Brasil, a única seleção presente em todas as Copas, chega a 118 jogos na história do Mundial – Veja todos os resultados

Especial Copa do Mundo
Por Daniel Paixão

A Seleção Brasileira carrega um recorde que nenhuma outra equipe do planeta pode reivindicar: disputou todas as edições da Copa do Mundo, sem exceção, desde a estreia em 1930. Com os quatro jogos já realizados em 2026 — incluindo a vitória sobre o Japão na fase eliminatória —, o Brasil chega a 118 partidas na história do torneio, somando 79 vitórias, 20 empates e 19 derrotas.

São quase um século de Copas, cinco taças levantadas e uma trajetória que passa por goleadas históricas, tragédias dentro de campo e a reinvenção constante de um time que se tornou sinônimo do próprio Mundial.

118
partidas
A marca histórica do Brasil em Copas do Mundo.
79
vitórias
Retrospecto de uma seleção acostumada a decidir.
5
títulos
O país do penta e da maior tradição mundialista.
100%
presença
Única seleção em todas as edições da Copa.
Linha histórica

Quase um século de glórias, dores e reinvenções

Da estreia em 1930 ao novo ciclo de 2026, a trajetória brasileira atravessa gerações, craques, decisões memoráveis e momentos que marcaram o futebol mundial.

1930–1954

os primeiros passos e a dor do Maracanã

A estreia brasileira em Copas não foi de conto de fadas. Na edição inaugural, no Uruguai, o Brasil perdeu para a Iugoslávia por 2 a 1 logo no primeiro jogo, ainda que tenha se recuperado com um 4 a 0 sobre a Bolívia.
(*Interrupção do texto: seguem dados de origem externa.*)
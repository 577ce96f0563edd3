//! Record fetching from the lending-platform API.
//!
//! - Updates: one request per configured lender, nested year → items JSON
//! - Campaigns: a single listing request
//! - Documents: a JSON feed produced by the external page scraper
//! - News: RSS feeds, one request per configured feed

use std::collections::BTreeMap;
use std::fmt;
use std::time::Duration;

use async_trait::async_trait;
use chrono::Utc;
use futures::stream::{self, StreamExt};
use reqwest::Client;
use serde::Deserialize;
use serde::de::DeserializeOwned;
use serde_json::Value;
use tokio_util::sync::CancellationToken;

use crate::error::{AppError, Result};
use crate::models::{
    CampaignRecord, DocumentRecord, Domain, FeedSource, LenderSource, Record, RetryConfig,
    SourcesConfig, UpdateRecord,
};
use crate::services::feed::FeedParser;
use crate::utils::http::{classify_status, create_async_client};
use crate::utils::retry::{RetryPolicy, Verdict, retry};

/// Source of candidate records for a domain.
#[async_trait]
pub trait Fetcher: Send + Sync {
    /// Fetch the full current record set, after any retries.
    async fn fetch(&self, domain: Domain) -> Result<Vec<Record>>;
}

/// A failed HTTP request, pre-classified for the retry loop.
#[derive(Debug)]
struct RequestFailure {
    verdict: Verdict,
    message: String,
}

impl RequestFailure {
    fn network(error: reqwest::Error) -> Self {
        Self {
            verdict: Verdict::Transient,
            message: error.to_string(),
        }
    }
}

impl fmt::Display for RequestFailure {
    fn fmt(&self, f: &mut fmt::Formatter<'_>) -> fmt::Result {
        f.write_str(&self.message)
    }
}

/// Recovery-update payload for one lender.
#[derive(Debug, Deserialize)]
struct WireUpdates {
    #[serde(default)]
    items: Vec<WireYear>,
}

#[derive(Debug, Deserialize)]
struct WireYear {
    year: i32,
    #[serde(default)]
    status: Option<String>,
    #[serde(default)]
    substatus: Option<String>,
    #[serde(default)]
    items: Vec<WireUpdateItem>,
}

#[derive(Debug, Deserialize)]
#[serde(rename_all = "camelCase")]
struct WireUpdateItem {
    #[serde(default)]
    date: String,
    #[serde(default)]
    description: String,
    #[serde(default)]
    recovered_amount: Option<Value>,
    #[serde(default)]
    remaining_amount: Option<Value>,
    #[serde(flatten)]
    extra: BTreeMap<String, Value>,
}

#[derive(Debug, Deserialize)]
#[serde(untagged)]
enum WireCampaignList {
    Bare(Vec<WireCampaign>),
    Wrapped {
        #[serde(alias = "items", alias = "campaigns")]
        data: Vec<WireCampaign>,
    },
}

#[derive(Debug, Deserialize)]
#[serde(rename_all = "camelCase")]
struct WireCampaign {
    id: u64,
    #[serde(default, rename = "type")]
    campaign_type: Option<i64>,
    #[serde(default)]
    name: Option<String>,
    #[serde(default)]
    short_description: Option<String>,
    #[serde(default)]
    valid_from: Option<String>,
    #[serde(default)]
    valid_to: Option<String>,
    #[serde(default)]
    bonus_amount: Option<Value>,
    #[serde(default)]
    required_principal_exposure: Option<Value>,
    #[serde(default)]
    terms_conditions_link: Option<String>,
    #[serde(flatten)]
    extra: BTreeMap<String, Value>,
}

/// Amounts arrive as numbers or numeric strings.
fn amount(value: Option<Value>) -> Option<f64> {
    match value? {
        Value::Number(n) => n.as_f64(),
        Value::String(s) => s.trim().parse().ok(),
        _ => None,
    }
}

fn plain_text(value: Option<Value>) -> Option<String> {
    match value? {
        Value::Null => None,
        Value::String(s) => Some(s),
        other => Some(other.to_string()),
    }
}

fn flatten_updates(lender: &LenderSource, payload: WireUpdates) -> Vec<Record> {
    let scraped_at = Some(Utc::now());
    payload
        .items
        .into_iter()
        .flat_map(|year| {
            let WireYear {
                year,
                status,
                substatus,
                items,
            } = year;
            items.into_iter().map(move |item| {
                Record::Update(UpdateRecord {
                    lender_id: lender.id,
                    company_name: lender.name.clone(),
                    year,
                    status: status.clone(),
                    substatus: substatus.clone(),
                    date: item.date,
                    description: item.description,
                    recovered_amount: amount(item.recovered_amount),
                    remaining_amount: amount(item.remaining_amount),
                    scraped_at,
                    extra: item.extra,
                })
            })
        })
        .collect()
}

fn convert_campaigns(list: WireCampaignList) -> Vec<Record> {
    let campaigns = match list {
        WireCampaignList::Bare(c) | WireCampaignList::Wrapped { data: c } => c,
    };
    let scraped_at = Some(Utc::now());
    campaigns
        .into_iter()
        .map(|c| {
            Record::Campaign(CampaignRecord {
                id: c.id,
                campaign_type: c.campaign_type,
                name: c.name.unwrap_or_default(),
                short_description: c.short_description,
                valid_from: c.valid_from,
                valid_to: c.valid_to,
                bonus_amount: plain_text(c.bonus_amount),
                required_principal_exposure: amount(c.required_principal_exposure),
                terms_conditions_link: c.terms_conditions_link,
                scraped_at,
                extra: c.extra,
            })
        })
        .collect()
}

/// HTTP implementation of [`Fetcher`].
pub struct HttpFetcher {
    client: Client,
    sources: SourcesConfig,
    policy: RetryPolicy,
    parser: FeedParser,
}

impl HttpFetcher {
    pub fn new(sources: SourcesConfig, retry: &RetryConfig) -> Result<Self> {
        let client = create_async_client(&sources)?;
        Ok(Self {
            client,
            sources,
            policy: retry.policy(),
            parser: FeedParser::new()?,
        })
    }

    /// Abort retry waits once `cancel` fires.
    pub fn with_cancel(mut self, cancel: CancellationToken) -> Self {
        self.policy = self.policy.with_cancel(cancel);
        self
    }

    fn endpoint(&self, path: &str) -> Result<url::Url> {
        let base = self.sources.api_base.trim_end_matches('/');
        Ok(url::Url::parse(&format!("{base}/{}", path.trim_start_matches('/')))?)
    }

    async fn get(&self, url: &url::Url) -> std::result::Result<reqwest::Response, RequestFailure> {
        let response = self
            .client
            .get(url.clone())
            .send()
            .await
            .map_err(RequestFailure::network)?;
        let status = response.status();
        if !status.is_success() {
            return Err(RequestFailure {
                verdict: classify_status(status, response.headers()),
                message: format!("HTTP {status} from {url}"),
            });
        }
        Ok(response)
    }

    async fn get_json<T: DeserializeOwned>(
        &self,
        url: &url::Url,
    ) -> std::result::Result<T, RequestFailure> {
        self.get(url)
            .await?
            .json::<T>()
            .await
            .map_err(RequestFailure::network)
    }

    async fn get_text(&self, url: &url::Url) -> std::result::Result<String, RequestFailure> {
        self.get(url)
            .await?
            .text()
            .await
            .map_err(RequestFailure::network)
    }

    async fn fetch_json<T: DeserializeOwned>(&self, domain: Domain, url: url::Url) -> Result<T> {
        let label = format!("{domain} {url}");
        let url = &url;
        retry(
            &self.policy,
            &label,
            move || self.get_json::<T>(url),
            |e: &RequestFailure| e.verdict,
        )
        .await
        .map_err(|e| AppError::fetch(domain, e))
    }

    async fn fetch_text(&self, domain: Domain, url: url::Url) -> Result<String> {
        let label = format!("{domain} {url}");
        let url = &url;
        retry(
            &self.policy,
            &label,
            move || self.get_text(url),
            |e: &RequestFailure| e.verdict,
        )
        .await
        .map_err(|e| AppError::fetch(domain, e))
    }

    async fn fetch_lender(&self, lender: &LenderSource) -> Result<Vec<Record>> {
        let url = self.endpoint(&format!("lender-companies/{}/recovery-updates", lender.id))?;
        let payload: WireUpdates = self.fetch_json(Domain::Updates, url).await?;
        Ok(flatten_updates(lender, payload))
    }

    async fn fetch_updates(&self) -> Result<Vec<Record>> {
        let lenders = &self.sources.lenders;
        if lenders.is_empty() {
            log::warn!("No lenders configured; updates domain is empty");
            return Ok(Vec::new());
        }
        let delay = Duration::from_millis(self.sources.request_delay_ms);
        let concurrency = self.sources.max_concurrent.max(1);

        let mut results = stream::iter(lenders)
            .map(|lender| async move { (lender, self.fetch_lender(lender).await) })
            .buffered(concurrency)
            .boxed();

        let mut records = Vec::new();
        let mut failures = 0;
        while let Some((lender, result)) = results.next().await {
            match result {
                Ok(mut lender_records) => records.append(&mut lender_records),
                Err(error) => {
                    failures += 1;
                    log::warn!("Skipping lender {} ({}): {}", lender.id, lender.name, error);
                }
            }
            if !delay.is_zero() {
                tokio::time::sleep(delay).await;
            }
        }

        if failures == lenders.len() {
            return Err(AppError::fetch(
                Domain::Updates,
                format!("all {failures} lenders failed"),
            ));
        }
        log::info!(
            "Fetched {} updates from {} lenders ({} failed)",
            records.len(),
            lenders.len() - failures,
            failures
        );
        Ok(records)
    }

    async fn fetch_campaigns(&self) -> Result<Vec<Record>> {
        let url = self.endpoint(&self.sources.campaigns_path)?;
        let list: WireCampaignList = self.fetch_json(Domain::Campaigns, url).await?;
        Ok(convert_campaigns(list))
    }

    async fn fetch_documents(&self) -> Result<Vec<Record>> {
        let Some(feed) = self.sources.documents_url.as_deref() else {
            return Err(AppError::fetch(
                Domain::Documents,
                "sources.documents_url is not configured",
            ));
        };
        let url = url::Url::parse(feed)?;
        let documents: Vec<DocumentRecord> = self.fetch_json(Domain::Documents, url).await?;
        Ok(documents.into_iter().map(Record::Document).collect())
    }

    /// Items of one feed that pass its keyword filter.
    async fn fetch_feed(&self, feed: &FeedSource) -> Result<Vec<Record>> {
        let url = url::Url::parse(&feed.url)?;
        let xml = self.fetch_text(Domain::News, url).await?;
        let items = self.parser.parse(feed, &xml);
        let total = items.len();
        let kept: Vec<Record> = items
            .into_iter()
            .filter(|item| feed.matches(&item.title, item.issuer.as_deref()))
            .map(Record::News)
            .collect();
        log::debug!("{}: {} of {} items match keywords", feed.id, kept.len(), total);
        Ok(kept)
    }

    async fn fetch_news(&self) -> Result<Vec<Record>> {
        let feeds = &self.sources.feeds;
        if feeds.is_empty() {
            log::warn!("No feeds configured; news domain is empty");
            return Ok(Vec::new());
        }
        let concurrency = self.sources.max_concurrent.max(1);
        let mut results = stream::iter(feeds)
            .map(|feed| async move { (feed, self.fetch_feed(feed).await) })
            .buffered(concurrency)
            .boxed();

        let mut records = Vec::new();
        let mut failures = 0;
        while let Some((feed, result)) = results.next().await {
            match result {
                Ok(mut feed_records) => records.append(&mut feed_records),
                Err(error) => {
                    failures += 1;
                    log::warn!("Skipping feed {}: {}", feed.id, error);
                }
            }
        }

        if failures == feeds.len() {
            return Err(AppError::fetch(
                Domain::News,
                format!("all {failures} feeds failed"),
            ));
        }
        log::info!(
            "Fetched {} news items from {} feeds ({} failed)",
            records.len(),
            feeds.len() - failures,
            failures
        );
        Ok(records)
    }
}

#[async_trait]
impl Fetcher for HttpFetcher {
    async fn fetch(&self, domain: Domain) -> Result<Vec<Record>> {
        match domain {
            Domain::Updates => self.fetch_updates().await,
            Domain::Documents => self.fetch_documents().await,
            Domain::Campaigns => self.fetch_campaigns().await,
            Domain::News => self.fetch_news().await,
        }
    }
}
Eliminações precoces marcaram também 1934 (derrota para a Espanha) e 1950, ano em que o país sediou o torneio e viveu o trauma do Maracanaço: depois de golear Suécia (7–1) e Espanha (6–1) no quadrangular final, o Brasil perdeu a decisão para o Uruguai por 2 a 1, diante de quase 200 mil torcedores.

Já em 1938, na França, veio um dos jogos mais dramáticos da história da competição: a vitória sobre a Polônia por 6 a 5, na prorrogação, seguida de empate e vitória em replay contra a Tchecoslováquia, antes da eliminação na semifinal diante da Itália.

1958–1970

a era de ouro e os três primeiros títulos

Foi entre o fim dos anos 1950 e o início dos 1970 que o Brasil construiu a base do mito que carrega até hoje. Em 1958, na Suécia, surgiu o primeiro título, com um time liderado por um Pelé de 17 anos: vitória na final por 5 a 2 sobre os donos da casa. Quatro anos depois, no Chile, o bicampeonato veio com nova decisão vencida sobre a Tchecoslováquia, por 3 a 1.

Depois de uma eliminação precoce e dolorida em 1966, na Inglaterra — derrotas para Hungria e Portugal ainda na fase de grupos —, o Brasil resgatou seu favoritismo em 1970, no México, com uma campanha perfeita: seis vitórias em seis jogos, encerrada com o 4 a 1 sobre a Itália na final. Aquele time, considerado por muitos o melhor da história do futebol, garantiu ao Brasil o direito definitivo à taça Jules Rimet.

1974–1990

o jejum e as gerações de transição

As duas décadas seguintes foram de reconstrução. Em 1974 e 1978, o Brasil ficou pelo caminho nas segundas fases, e em 1982, na Espanha, viveu uma de suas eliminações mais lamentadas: depois de atropelar a Argentina por 3 a 1, perdeu para a Itália por 3 a 2 em um dos jogos mais célebres da história das Copas, mesmo com um time ofensivo recheado de craques como Zico, Sócrates e Falcão.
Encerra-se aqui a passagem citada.